*PROMPT*
Search the records for the string "side" and copy every line in which it appears.

Stored items from a collection:

// SPDX-License-Identifier: Apache-2.0
// © James Ross Ω FLYING•ROBOTS <https://github.com/flyingrobots>

use crate::error::BoxError;
use crate::math::{Mat4, Vec3};
use crate::types::axis::Axis;
use core::ops::{Add, AddAssign, Div, Mul, Sub, SubAssign};

/// Axis-aligned bounding box in world coordinates.
///
/// Invariants:
/// - `min` components are less than or equal to `max` components. Every
///   constructor and arithmetic operator re-normalises to keep this true.
/// - Boxes are plain values; copies never alias.
///
/// Corner numbering used by [`Aabb::corner`]:
///
/// | idx | corner            |
/// |-----|-------------------|
/// | 0   | `min`             |
/// | 1   | `min + dx`        |
/// | 2   | `min + dx + dy`   |
/// | 3   | `min + dy`        |
/// | 4   | `min + dy + dz`   |
/// | 5   | `min + dz`        |
/// | 6   | `min + dx + dz`   |
/// | 7   | `max`             |
#[derive(Debug, Copy, Clone, PartialEq)]
pub struct Aabb {
    min: Vec3,
    max: Vec3,
}

impl Aabb {
    /// Constructs an AABB from its minimum and maximum corners.
    ///
    /// # Panics
    /// Panics if any component of `min` is greater than its counterpart in `max`.
    pub fn new(min: Vec3, max: Vec3) -> Self {
        assert!(
            min.x() <= max.x() && min.y() <= max.y() && min.z() <= max.z(),
            "invalid AABB: min > max"
        );
        Self { min, max }
    }

    /// Builds a box spanning two arbitrary opposite corners.
    pub fn from_corners(a: Vec3, b: Vec3) -> Self {
        Self {
            min: a.min(&b),
            max: a.max(&b),
        }
    }

    /// Builds a box from an origin and a signed size.
    ///
    /// A negative size on an axis extends the box toward negative
    /// coordinates from `origin` on that axis.
    ///
    /// ```
    /// use maze_geom::{Aabb, math::Vec3};
    /// let b = Aabb::from_origin_dimensions(Vec3::new(2.0, 2.0, 2.0), Vec3::new(-1.0, 3.0, -1.0));
    /// assert_eq!(b.min().to_array(), [1.0, 2.0, 1.0]);
    /// assert_eq!(b.max().to_array(), [2.0, 5.0, 2.0]);
    /// ```
    pub fn from_origin_dimensions(origin: Vec3, dims: Vec3) -> Self {
        let shift = dims.min(&Vec3::ZERO);
        let min = origin + shift;
        Self {
            min,
            max: min + dims.abs(),
        }
    }

    /// Builds the minimal AABB that contains all `points`.
    pub fn from_points(points: &[Vec3]) -> Result<Self, BoxError> {
        let (first, rest) = points.split_first().ok_or(BoxError::EmptyPointSet)?;
        let mut min = *first;
        let mut max = *first;
        for p in rest {
            min = min.min(p);
            max = max.max(p);
        }
        Ok(Self { min, max })
    }

    /// Returns the minimum corner.
    pub fn min(&self) -> Vec3 {
        self.min
    }

    /// Returns the maximum corner.
    pub fn max(&self) -> Vec3 {
        self.max
    }

    /// Extent along each axis (`max - min`).
    pub fn dimensions(&self) -> Vec3 {
        self.max - self.min
    }

    /// Midpoint of the box.
    pub fn center(&self) -> Vec3 {
        (self.min + self.max) / 2.0
    }

    /// Returns a copy moved so its minimum corner sits at `new_min`.
    pub fn at(&self, new_min: Vec3) -> Self {
        Self {
            min: new_min,
            max: new_min + self.dimensions(),
        }
    }

    /// All eight corners in index order.
    pub fn corners(&self) -> [Vec3; 8] {
        let d = self.dimensions();
        let dx = Vec3::new(d.x(), 0.0, 0.0);
        let dy = Vec3::new(0.0, d.y(), 0.0);
        let dz = Vec3::new(0.0, 0.0, d.z());
        let m = self.min;
        [
            m,
            m + dx,
            m + dx + dy,
            m + dy,
            m + dy + dz,
            m + dz,
            m + dx + dz,
            self.max,
        ]
    }

    /// Returns corner `index`.
    ///
    /// # Errors
    /// [`BoxError::CornerOutOfRange`] when `index > 7`.
    pub fn corner(&self, index: usize) -> Result<Vec3, BoxError> {
        self.corners()
            .get(index)
            .copied()
            .ok_or(BoxError::CornerOutOfRange { index })
    }

    /// Inclusive point containment.
    pub fn contains_point(&self, p: &Vec3) -> bool {
        Axis::ALL.iter().all(|a| {
            let i = a.index();
            p[i] >= self.min[i] && p[i] <= self.max[i]
        })
    }

    /// Returns `true` if the boxes overlap on all three axes.
    ///
    /// Inclusive: boxes that only share a face, edge or corner collide.
    pub fn collides(&self, other: &Self) -> bool {
        Axis::ALL.iter().all(|a| {
            let i = a.index();
            intervals_collide(self.min[i], self.max[i], other.min[i], other.max[i])
        })
    }

    /// Returns the union of two AABBs.
    pub fn union(&self, other: &Self) -> Self {
        Self {
            min: self.min.min(&other.min),
            max: self.max.max(&other.max),
        }
    }

    /// Grows the box by `m` in every direction (shrinks when negative).
    pub fn inflate(&self, m: f32) -> Self {
        let d = Vec3::splat(m);
        Self::from_corners(self.min - d, self.max + d)
    }

    /// Non-uniform scale about the world origin.
    pub fn scaled(&self, factors: Vec3) -> Self {
        Self::from_corners(self.min.mul_elem(&factors), self.max.mul_elem(&factors))
    }

    /// Bounds this box after transformation by `mat`.
    ///
    /// Evaluates all eight corners, so rotations are re-bounded as well.
    pub fn transformed(&self, mat: &Mat4) -> Self {
        let corners = self.corners();
        let mut min = mat.transform_point(&corners[0]);
        let mut max = min;
        for c in &corners[1..] {
            let p = mat.transform_point(c);
            min = min.min(&p);
            max = max.max(&p);
        }
        Self { min, max }
    }

    /// Projects every corner onto `axis` and returns `(min, max)` of the
    /// dot products.
    fn project(&self, axis: Axis) -> (f32, f32) {
        let unit = axis.unit();
        self.corners()
            .iter()
            .map(|c| c.dot(&unit))
            .fold((f32::INFINITY, f32::NEG_INFINITY), |(lo, hi), f| {
                (lo.min(f), hi.max(f))
            })
    }

    /// Searches the three cardinal axes for the one with the smallest
    /// absolute signed overlap against `other`.
    ///
    /// The result is only a penetration when the boxes collide; for
    /// separated boxes it describes the smallest gap instead. Prefer
    /// [`Aabb::intersection`], which checks first.
    pub fn least_separation(&self, other: &Self) -> Penetration {
        let mut best = Penetration {
            axis: Axis::X,
            depth: f32::INFINITY,
            side: 1.0,
        };
        for axis in Axis::ALL {
            let (a_min, a_max) = self.project(axis);
            let (b_min, b_max) = other.project(axis);
            let depth = signed_overlap(a_min, a_max, b_min, b_max);
            if depth.abs() < best.depth.abs() {
                let side = if a_max > b_max { -1.0 } else { 1.0 };
                best = Penetration { axis, depth, side };
            }
        }
        best
    }

    /// Minimum translation vector pushing `self` out of `other`.
    ///
    /// Returns `None` when the boxes do not collide. Subtracting
    /// [`Penetration::vector`] from `self` separates the pair on the
    /// reported axis (leaving the faces touching).
    pub fn intersection(&self, other: &Self) -> Option<Penetration> {
        self.collides(other).then(|| self.least_separation(other))
    }
}

/// Per-axis overlap of `[min1, max1]` and `[min2, max2]` (inclusive).
pub fn intervals_collide(min1: f32, max1: f32, min2: f32, max2: f32) -> bool {
    min1.max(min2) <= max1.min(max2)
}

/// Signed overlap of interval 1 against interval 2.
///
/// When interval 1 reaches further right (`max1 > max2`) the result is
/// `min1 - max2`; otherwise `max1 - min2`. Subtracting the value from
/// interval 1 moves it clear of interval 2, so operand order matters.
pub fn signed_overlap(min1: f32, max1: f32, min2: f32, max2: f32) -> f32 {
    if max1 > max2 {
        return min1 - max2;
    }
    max1 - min2
}

/// Axis and signed depth of the smallest separating move between two boxes.
#[derive(Debug, Copy, Clone, PartialEq)]
pub struct Penetration {
    axis: Axis,
    depth: f32,
    // +1 when subtracting moves the first box toward -axis, -1 otherwise.
    side: f32,
}

impl Penetration {
    /// Winning axis.
    pub fn axis(&self) -> Axis {
        self.axis
    }

    /// Signed depth along [`Penetration::axis`].
    pub fn depth(&self) -> f32 {
        self.depth
    }

    /// `axis * depth`; subtract it from the first box to separate.
    pub fn vector(&self) -> Vec3 {
        self.axis.unit() * self.depth
    }

    /// Same correction, pushed `skin` further along the separating
    /// direction so the boxes end up strictly apart.
    pub fn with_skin(&self, skin: f32) -> Self {
        Self {
            depth: self.depth + self.side * skin,
            ..*self
        }
    }
}

impl Add<Vec3> for Aabb {
    type Output = Self;
    fn add(self, off: Vec3) -> Self {
        Self {
            min: self.min + off,
            max: self.max + off,
        }
    }
}

impl AddAssign<Vec3> for Aabb {
    fn add_assign(&mut self, off: Vec3) {
        *self = *self + off;
    }
}

impl Sub<Vec3> for Aabb {
    type Output = Self;
    fn sub(self, off: Vec3) -> Self {
        Self {
            min: self.min - off,
            max: self.max - off,
        }
    }
}

impl SubAssign<Vec3> for Aabb {
    fn sub_assign(&mut self, off: Vec3) {
        *self = *self - off;
    }
}

impl Mul<f32> for Aabb {
    type Output = Self;
    fn mul(self, s: f32) -> Self {
        Self::from_corners(self.min * s, self.max * s)
    }
}

impl Div<f32> for Aabb {
    type Output = Self;
    fn div(self, s: f32) -> Self {
        Self::from_corners(self.min / s, self.max / s)
    }
}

*TASK OUTPUT*
            side: 1.0,
                let side = if a_max > b_max { -1.0 } else { 1.0 };
                best = Penetration { axis, depth, side };
    side: f32,
            depth: self.depth + self.side * skin,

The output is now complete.